Columnas de opinión es presentado por:
Publicado el 04 de mayo, 2019

Jeannette von Wolfersdorff: Es hora que los municipios rindan cuentas

Directora del Observatorio del Gasto Fiscal Jeannette Von Wolffesdorff

Es sumamente necesario que la contabilidad deje de ser un ejercicio formalista con reducida utilidad y se transforme en un reflejo real de la gestión del municipio.

Jeannette Von Wolffesdorff Directora del Observatorio del Gasto Fiscal
Recibe en tu correo Lo mejor de la prensa
Suscribirse

Cuando se habla de rendición de cuentas en las comunas, en general se trata de una descripción de hitos anuales contados desde la perspectiva del propio municipio y con escasa vinculación a los datos presupuestarios. Dado que los municipios tampoco tienen el hábito ni la obligación de contactar a los vecinos para recopilar sus necesidades de información frente al gasto municipal, no ajustan contenidos ni formatos de su cuenta pública acorde a ello. En consecuencia, y dado que el concepto requiere que el que rinde cuentas entienda y considere lo que su público requiere, la llamada cuenta pública sencillamente no es una rendición de cuentas.

Separado de las cuentas públicas se maneja el presupuesto municipal. Sus cuentas contables son fijadas a través del Decreto de Ley 854, con el objetivo de registrar y transparentar los resultados financieros de la gestión municipal de forma comparable. Lamentablemente, la utilidad del presupuesto municipal también es limitada. Quizás su mayor falencia es que registra el gasto municipal principalmente según “inputs”, es decir, cuentas que explican lo que el municipio requiere para hacer su gestión, como, por ejemplo, “gasto en personal”, “gasto en bienes y servicios de consumo” o “inversión”. Aparte de estos registros, solo agrupa el gasto en grandes áreas, como: Educación, Salud, Gestión Interna, Servicios a la Comunidad, y Programas sociales, culturales y recreacionales.

En otras palabras, el gasto municipal no se registra según áreas de interés actual de los ciudadanos -o de los propios municipios para llevar delante de mejor manera su gestión-. Por ejemplo, no se gestiona y publica el gasto en “seguridad ciudadana”, “desarrollo productivo”, “conservación del medioambiente”, “adultos mayores” o “infancia”. Solo los municipios con mayores recursos podrían crear una contabilidad paralela a la contabilidad oficial, para así llevar un registro continuo de sus gastos en estas áreas -u otras que son de su interés específico-.

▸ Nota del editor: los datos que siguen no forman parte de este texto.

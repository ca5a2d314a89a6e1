pub mod font;
mod renderer;
mod ui;

pub use renderer::Renderer;
pub use font::PixelFont;
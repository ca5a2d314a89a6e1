// Application shell: window config, frame loop and mint trigger

use macroquad::prelude::*;

use crate::config::ClientConfig;
use crate::game::{GameState, ItemCatalog};
use crate::input::{InputCommand, InputHandler};
use crate::network::{HttpTransport, MintClient, MintError, UreqTransport};
use crate::render::Renderer;
use crate::ui::{InventoryPanel, UiLayout};
use crate::wallet::{LocalSessionManager, SessionManager, WalletSession};

pub fn window_conf() -> Conf {
    Conf {
        window_title: "Farm".to_string(),
        window_width: 960,
        window_height: 600,
        fullscreen: false,
        ..Default::default()
    }
}

/// Everything the client owns between frames
pub struct App<T: HttpTransport = UreqTransport, S: SessionManager = LocalSessionManager> {
    pub catalog: ItemCatalog,
    pub game_state: GameState,
    pub panel: InventoryPanel,
    pub mint_client: MintClient<T>,
    pub wallet: S,
}

impl App {
    pub fn from_config(config: ClientConfig, catalog: ItemCatalog) -> Self {
        let mint_client = MintClient::new(config.api_url.as_deref());
        if !mint_client.is_configured() {
            log::info!("No API URL configured, minting is disabled");
        }
        let wallet = LocalSessionManager::new(&config.farm.sender);

        Self {
            catalog,
            game_state: GameState::new(config.inventory, config.farm),
            panel: InventoryPanel::new(),
            mint_client,
            wallet,
        }
    }
}

impl<T: HttpTransport, S: SessionManager<Session = WalletSession>> App<T, S> {
    /// Apply one input command
    pub fn handle_command(&mut self, command: InputCommand, now: f64) {
        match command {
            InputCommand::Panel(action) => {
                self.panel.handle_action(action, &mut self.game_state);
            }
            InputCommand::ToggleInventory => {
                self.game_state.ui_state.inventory_open = !self.game_state.ui_state.inventory_open;
            }
            InputCommand::MintSelected => self.mint_selected(now),
        }
    }

    /// Mint the selected item if it is a limited one and record the outcome
    pub fn mint_selected(&mut self, now: f64) {
        if self.game_state.selected_item.is_none() {
            self.game_state.set_mint_status("Select an item to mint", false, now);
            return;
        }
        let Some(item) = self.game_state.selected_limited_item() else {
            self.game_state.set_mint_status("Only limited items can be minted", false, now);
            return;
        };

        let request = self.game_state.mint_request(item);
        match self.mint_client.mint(&request, &mut self.wallet) {
            Ok(Some(session)) => {
                self.game_state.set_mint_status(
                    format!("Minted {} ({} transactions in wallet)", item, session.transactions.len()),
                    true,
                    now,
                );
            }
            Ok(None) => {
                self.game_state.set_mint_status("Minting is disabled: no API configured", false, now);
            }
            Err(e @ MintError::RequestFailed) => {
                self.game_state.set_mint_status(e.to_string(), false, now);
            }
            Err(e) => {
                log::warn!("Mint of {} failed: {}", item, e);
                self.game_state.set_mint_status(e.to_string(), false, now);
            }
        }
    }

    /// Run the frame loop until the window closes
    pub async fn run(mut self) {
        let renderer = Renderer::new(&self.catalog).await;
        let mut input_handler = InputHandler::new();
        let mut layout = UiLayout::new();

        loop {
            let now = get_time();
            self.game_state.update(now);

            let view = if self.game_state.ui_state.inventory_open {
                Some(self.panel.view(
                    &self.game_state.inventory,
                    self.game_state.selected_item.as_deref(),
                    &self.catalog,
                ))
            } else {
                None
            };
            renderer.render(&self.game_state, view.as_ref(), &mut layout);

            for command in input_handler.process(&mut self.game_state, &layout) {
                self.handle_command(command, now);
            }

            next_frame().await;
        }
    }
}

Como Observatorio del Gasto Fiscal, desde la sociedad civil creemos que ya es sumamente necesario que la contabilidad deje de ser un ejercicio formalista con reducida utilidad y se transforme en un reflejo real de la gestión del municipio. El objetivo debería ser que la contabilidad sea más útil para la propia gestión interna del municipio, y para la ciudadanía vía una rendición de cuentas más efectiva. Para ello, el presupuesto debería dejar atrás el rígido clasificador presupuestario, vigente desde el 2007, para permitir expresar el gasto en “cost centers”, es decir, subáreas del presupuesto municipal con objetivos específicos, y un seguimiento especial. Lograr ello ni siquiera requeriría cambiar el clasificador presupuestario actual, ni gestionar una nueva ley.

Consideramos que la Contraloría General de la República podría, bajo la normativa actual, simplemente crear nuevas áreas de gestión, que deberían acordarse con los municipios y con los vecinos interesados en la rendición de cuentas municipal.

A continuación, cabe preguntarse, ¿cuánto servirá saber el gasto a nivel municipal para un área de interés, sin saber qué objetivos tenía, y cuál desempeño obtuvo? Por ello consideramos importante impulsar la creación de un set de indicadores de desempeño, para dar cuenta qué resultados se hayan logrado con los fondos municipales. No basta que un municipio indique que ha gastado una cierta parte de su presupuesto para actividades con adultos mayores, por ejemplo. Debería estar claro -ex ante- cuáles son los objetivos principales de este gasto y después debiese rendirse cuenta de forma medible en qué porcentaje el municipio logró cumplir sus respectivas metas.

De esta manera, no solo se entendería de mejor forma la gestión de una comuna, sino se podría comparar también la gestión de todas comunas a lo largo del país, para facilitar un mayor foco en la eficacia y eficiencia de los fondos municipales.

Lo que requeriría este enfoque, sería un trabajo serio en materia calidad de datos. Debería también considerarse la obligación de realizar auditorías financieras -de forma anual- en todas las cuentas municipales, incluyendo a las corporaciones municipales. El objetivo aquí debería ser evitar imputaciones erróneas, así como aumentar la calidad de la contabilidad municipal, y disminuir los riesgos de eventuales fraudes.